Un sitio fraudulento que imita al portal oficial del Servicio de Administración Tributaria (SAT) está engañando a los contribuyentes para que ejecuten manualmente un código malicioso en sus computadoras, lo que compromete su seguridad sin que se den cuenta.
¿Cómo funciona este ataque? El sitio falso portalsatmx[.]com solicita a los usuarios seguir supuestas “medidas de seguridad” para continuar con su trámite. En realidad, los instruye a copiar y ejecutar un código en PowerShell, una herramienta de automatización en Windows. Este código descarga y ejecuta malware en la carpeta APPDATA del sistema, permitiendo a los atacantes tomar el control del equipo.

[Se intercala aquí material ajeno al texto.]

//! Framebuffer and triangle rasterization
//!
//! Scanline fill with barycentric, perspective-correct attribute
//! interpolation and a less-than depth test.

use super::math::{Vec2, Vec3, Vec4};
use super::types::{Color, Texture};

/// Depth of an empty pixel. Stored depth is `1 - 1/w`, so closer is smaller.
pub const FAR_DEPTH: f32 = 1.0;

/// Color and depth buffers for software rendering
pub struct Framebuffer {
    pub pixels: Vec<u8>,    // RGBA, 4 bytes per pixel
    pub zbuffer: Vec<f32>,  // Depth buffer
    pub width: usize,
    pub height: usize,
}

impl Framebuffer {
    pub fn new(width: usize, height: usize) -> Self {
        Self {
            pixels: vec![0; width * height * 4],
            zbuffer: vec![FAR_DEPTH; width * height],
            width,
            height,
        }
    }

    /// Fill the color buffer. Depth is left alone.
    pub fn clear(&mut self, color: Color) {
        let bytes = color.to_bytes();
        for px in self.pixels.chunks_exact_mut(4) {
            px.copy_from_slice(&bytes);
        }
    }

    /// Reset every depth value to the far sentinel
    pub fn clear_depth(&mut self) {
        self.zbuffer.fill(FAR_DEPTH);
    }

    fn index(&self, x: i32, y: i32) -> Option<usize> {
        if x >= 0 && y >= 0 && (x as usize) < self.width && (y as usize) < self.height {
            Some(y as usize * self.width + x as usize)
        } else {
            None
        }
    }

    /// Write a pixel; coordinates outside the buffer are ignored
    pub fn set_pixel(&mut self, x: i32, y: i32, color: Color) {
        if let Some(idx) = self.index(x, y) {
            self.pixels[idx * 4..idx * 4 + 4].copy_from_slice(&color.to_bytes());
        }
    }

    pub fn get_pixel(&self, x: i32, y: i32) -> Option<Color> {
        self.index(x, y).map(|idx| {
            let p = &self.pixels[idx * 4..idx * 4 + 4];
            Color::with_alpha(p[0], p[1], p[2], p[3])
        })
    }

    /// Stored depth, or `FAR_DEPTH` outside the buffer
    pub fn depth(&self, x: i32, y: i32) -> f32 {
        self.index(x, y).map_or(FAR_DEPTH, |idx| self.zbuffer[idx])
    }

    pub fn set_depth(&mut self, x: i32, y: i32, z: f32) {
        if let Some(idx) = self.index(x, y) {
            self.zbuffer[idx] = z;
        }
    }

    /// Write color and depth if `z` is strictly closer than what is stored.
    /// Ties keep the earlier pixel.
    pub fn set_pixel_with_depth(&mut self, x: i32, y: i32, z: f32, color: Color) -> bool {
        match self.index(x, y) {
            Some(idx) if z < self.zbuffer[idx] => {
                self.zbuffer[idx] = z;
                self.pixels[idx * 4..idx * 4 + 4].copy_from_slice(&color.to_bytes());
                true
            }
            _ => false,
        }
    }

    /// Draw a line from (x0, y0) to (x1, y1) using Bresenham's algorithm
    pub fn draw_line(&mut self, x0: i32, y0: i32, x1: i32, y1: i32, color: Color) {
        let dx = (x1 - x0).abs();
        let dy = -(y1 - y0).abs();
        let sx = if x0 < x1 { 1 } else { -1 };
        let sy = if y0 < y1 { 1 } else { -1 };
        let mut err = dx + dy;
        let mut x = x0;
        let mut y = y0;

        loop {
            self.set_pixel(x, y, color);

            if x == x1 && y == y1 {
                break;
            }

            let e2 = 2 * err;
            if e2 >= dy {
                err += dy;
                x += sx;
            }
            if e2 <= dx {
                err += dx;
                y += sy;
            }
        }
    }

    /// Triangle outline
    pub fn draw_triangle(&mut self, points: &[Vec4; 3], color: Color) {
        for i in 0..3 {
            let a = points[i];
            let b = points[(i + 1) % 3];
            self.draw_line(a.x as i32, a.y as i32, b.x as i32, b.y as i32, color);
        }
    }

    /// Filled axis-aligned rectangle, top-left corner at (x, y)
    pub fn draw_rect(&mut self, x: i32, y: i32, width: i32, height: i32, color: Color) {
        for row in y..y + height {
            for col in x..x + width {
                self.set_pixel(col, row, color);
            }
        }
    }

    /// Dotted background grid
    pub fn draw_grid(&mut self, spacing: usize, color: Color) {
        let spacing = spacing.max(1);
        for y in (0..self.height).step_by(spacing) {
            for x in (0..self.width).step_by(spacing) {
                self.set_pixel(x as i32, y as i32, color);
            }
        }
    }

    /// Write the color buffer to a PNG file
    pub fn save_png<P: AsRef<std::path::Path>>(&self, path: P) -> Result<(), image::ImageError> {
        image::save_buffer(
            path,
            &self.pixels,
            self.width as u32,
            self.height as u32,
            image::ExtendedColorType::Rgba8,
        )
    }
}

Este modus operandi es similar al ataque de FenixBotnet, detectado en octubre de 2024, donde se enviaban falsos citatorios del SAT por SMS para redirigir a páginas maliciosas.
¿Cuáles son los riesgos? Ejecución remota de malware sin que el usuario lo detecte. Robo de credenciales e información personal almacenada. Programas espía que registran pulsaciones de teclado y capturan contraseñas bancarias. Acceso persistente al equipo, incluso tras eliminar el código inicial.
¿Cómo protegerse? No ejecutar comandos en Windows sin verificar su autenticidad. Verificar la URL oficial del SAT: el único sitio legítimo es www.sat.gob.mx. No ingresar datos personales en páginas no verificadas. Mantener el sistema y antivirus actualizados para detectar amenazas. Reportar páginas fraudulentas a la Policía Cibernética.